Sarah’s Health Notes: How yoga can help anxiety
However buoyant we are usually, the current climate is triggering a tsunami of anxiety and depression, which affects people to varying degrees of intensity. Many of us don't want to take medication – probably don't even go to our doctor - and are looking around for alternative ways of calming our fearful brains.
In August, a new study found that yoga was significantly more effective for diagnosed anxiety (medically called generalised anxiety disorder or GAD) than standard education on stress management. Cognitive behavioural therapy was more effective than both at dealing with negative thinking but waiting lists are long and experienced therapists often difficult to access. Practising yoga offers a safe, non-drug and widely available way of dealing with these distressing states of mind.
Look online for research on yoga and anxiety and you’ll need to settle down for hours to read through a fraction of it. In a 2019 Boston University School of Medicine study, published in The Journal of Psychiatric Practice, patients diagnosed with depression practised Iyengar yoga and coherent breathing for between 87 and 123 hours over three months (so upwards of seven hours a week).
Within a month their sleep quality significantly improved, as did tranquillity, positivity, physical exhaustion and symptoms of anxiety and depression.
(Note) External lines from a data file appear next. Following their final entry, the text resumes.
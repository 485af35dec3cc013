// isocss-core/src/engines/lessc_engine.rs
//! A `NamespaceEngine` implementation that shells out to the LESS compiler.
//!
//! The source is copied into the run's scratch area next to a wrapper that
//! imports it as LESS inside `.prefix { ... }`; `lessc` then resolves the
//! nesting. Compiler diagnostics are turned into `IsolateError::Compile`.
//!
//! License: MIT OR APACHE 2.0

use lazy_static::lazy_static;
use log::debug;
use regex::Regex;
use std::fs;
use std::io;
use std::path::{Path, PathBuf};
use std::process::Command;
use std::sync::Arc;
use uuid::Uuid;

use crate::engine::NamespaceEngine;
use crate::errors::{IsolateError, SourceLocation};
use crate::prefix::PrefixClass;
use crate::scratch::ScratchArea;

/// Executable looked up on `PATH` when no explicit program is configured.
pub const DEFAULT_LESSC: &str = "lessc";

lazy_static! {
    static ref LESSC_LOCATION: Regex = Regex::new(r"on line (\d+), column (\d+)").unwrap();
}

#[derive(Debug, Clone)]
pub struct LesscEngine {
    program: PathBuf,
    scratch: Arc<ScratchArea>,
}

/// Removes the staged files of one compilation when dropped.
struct Staged(Vec<PathBuf>);

impl Drop for Staged {
    fn drop(&mut self) {
        for path in &self.0 {
            let _ = fs::remove_file(path);
        }
    }
}

impl LesscEngine {
    pub fn new(scratch: Arc<ScratchArea>) -> Self {
        Self::with_program(DEFAULT_LESSC, scratch)
    }

    pub fn with_program(program: impl Into<PathBuf>, scratch: Arc<ScratchArea>) -> Self {
        Self { program: program.into(), scratch }
    }

    pub fn program(&self) -> &Path {
        &self.program
    }

    /// Checks that the configured program can be started.
    pub fn is_available(&self) -> bool {
        Command::new(&self.program)
            .arg("--version")
            .output()
            .map(|out| out.status.success())
            .unwrap_or(false)
    }

    fn unavailable(&self, err: io::Error) -> IsolateError {
        IsolateError::BackendUnavailable(
            self.name().to_string(),
            format!("failed to run '{}': {}", self.program.display(), err),
        )
    }
}

/// Extracts the message and location from `lessc` error output.
fn parse_diagnostic(stderr: &str) -> (String, Option<SourceLocation>) {
    let message = stderr
        .lines()
        .map(str::trim)
        .find(|line| !line.is_empty())
        .unwrap_or("lessc exited with an error")
        .to_string();
    let location = LESSC_LOCATION.captures(stderr).and_then(|caps| {
        Some(SourceLocation {
            line: caps.get(1)?.as_str().parse().ok()?,
            column: caps.get(2)?.as_str().parse().ok()?,
        })
    });
    (message, location)
}

impl NamespaceEngine for LesscEngine {
    fn name(&self) -> &'static str {
        "lessc"
    }

    fn namespace(&self, source: &str, prefix: &PrefixClass) -> Result<String, IsolateError> {
        let dir = self.scratch.path()?;
        let stem = Uuid::new_v4().simple().to_string();
        let css_path = dir.join(format!("{}.css", stem));
        let less_path = dir.join(format!("{}.less", stem));
        let _staged = Staged(vec![css_path.clone(), less_path.clone()]);

        fs::write(&css_path, source)?;
        fs::write(
            &less_path,
            format!("{} {{\n  @import (less) '{}.css';\n}}\n", prefix.selector(), stem),
        )?;

        debug!("Running {} on {}", self.program.display(), less_path.display());
        let output = Command::new(&self.program)
            .arg("--no-color")
            .arg(&less_path)
            .current_dir(dir)
            .output()
            .map_err(|e| self.unavailable(e))?;

        if !output.status.success() {
            let (message, location) = parse_diagnostic(&String::from_utf8_lossy(&output.stderr));
            return Err(IsolateError::Compile { message, location });
        }

        String::from_utf8(output.stdout)
            .map_err(|e| IsolateError::Render(format!("lessc produced invalid UTF-8: {}", e)))
    }
}

#[cfg(test)]
mod tests {
    use super::*;

    #[test]
    fn parses_lessc_diagnostics() {
        let stderr = "ParseError: Unrecognised input in /tmp/isocss-x/abc.css on line 3, column 1:\n2 .card {\n3 \n";
        let (message, location) = parse_diagnostic(stderr);
        assert!(message.starts_with("ParseError: Unrecognised input"));
        assert_eq!(location, Some(SourceLocation { line: 3, column: 1 }));
    }

    #[test]
    fn missing_program_is_reported_as_unavailable() {
        let engine = LesscEngine::with_program("isocss-no-such-lessc", Arc::new(ScratchArea::new()));
        assert!(!engine.is_available());
        let err = engine
            .namespace("h1 { color: red }", &PrefixClass::new("p").unwrap())
            .unwrap_err();
        assert!(matches!(err, IsolateError::BackendUnavailable(..)));
    }

    #[test]
    fn compiles_with_lessc_when_installed() {
        let engine = LesscEngine::new(Arc::new(ScratchArea::new()));
        if !engine.is_available() {
            eprintln!("lessc not installed, skipping");
            return;
        }
        let out = engine
            .namespace("h1 { color: red; }", &PrefixClass::new("p").unwrap())
            .unwrap();
        assert!(out.contains(".p h1"), "{out}");

        let err = engine
            .namespace("h1 { color: red;", &PrefixClass::new("p").unwrap())
            .unwrap_err();
        assert!(err.is_compile_error());
    }
}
One of the side effects of the Covid pandemic is the number of patients with cancer whose treatment was stalled or curtailed. So it’s timely that I was sent a rather wonderful memoir (which reads like a good novel) called Hidden: Young, Single, Cancer /£7.85. The writer Annabel Chown was 31, a successful architect, single but longing for love and a family, when she was diagnosed with breast cancer in 2001. ‘I had never been seriously ill and was suddenly told I needed six months of chemo and radiotherapy, and even with this treatments there was a 16% chance I wouldn't survive more than five years.’
Inevitably, Annabel felt ‘deeply anxious’. She had started doing yoga six months earlier to help her cope with a high-pressure job and long hours. ‘From my first lesson, I felt connected to a part of me I didn’t even know existed, which felt spacious, peaceful and free. That feeling kept me going back to the class every week, even though I had to rush there from work to make the 8pm start.’
During her cancer treatment, yoga became Annabel’s ‘lifeline’. ‘ It always invites you to anchor yourself in the present moment. Our minds are so good at endlessly spinning back over the past and projecting into the future. When I was at yoga, I wasn’t panicking - I was right there, in my body and in my breath and by being there, I calmed myself.’
The practise helped on many levels, as Annabel recalls. ‘It’s easy to feel disempowered by the harsh side-effects of cancer treatment, such as hair loss and sickness, not to mention feeling that your body has massively let you down by getting cancer in the first place. The yoga poses with their beautiful and powerful forms helped remind me that despite everything, at my core I was still strong, still vibrant.’
Annabel continued practising after she finished treatment and ended up becoming a yoga teacher. (She also found the love of her life, married and they now have a small son.) Then, as now, she found that yoga helped her make space for any difficult emotions. ‘I know that by breathing into them, feeling them, I will help to release them. Yoga helps to connect me to a place where I know that I am not just my thoughts. I like to think of my thoughts as clouds travelling through the vast sky, and that while the clouds will come and go, the vast sky is always there.’ (That’s Annabel in the picture above.)
The science behind this ancient practise is all to do with slowing down and being present in the moment – often a difficult ask in our speeded-up lives and brains. As Annabel explains, ‘when we slow down and actually become present, we switch on the parasympathetic nervous system (the restful part of our nervous system) and switch off the sympathetic nervous system (‘flight or fight’) and that can have a profound effect on our anxiety levels. We start to train our minds to rest in the now, rather than constantly racing around and worrying about past or future.’
For people who are new to yoga, there are plenty of beginners’ courses (online as well as in person) that teach the basics over six to eight weeks. Most importantly, says Annabel, ‘find a teacher you connect with and a class that’s the right pace for you. If you enjoy the class, that’s what will keep you coming back to it, and what will help make yoga an integral and long-term part of your life, which is how you’ll reap its deepest benefits.’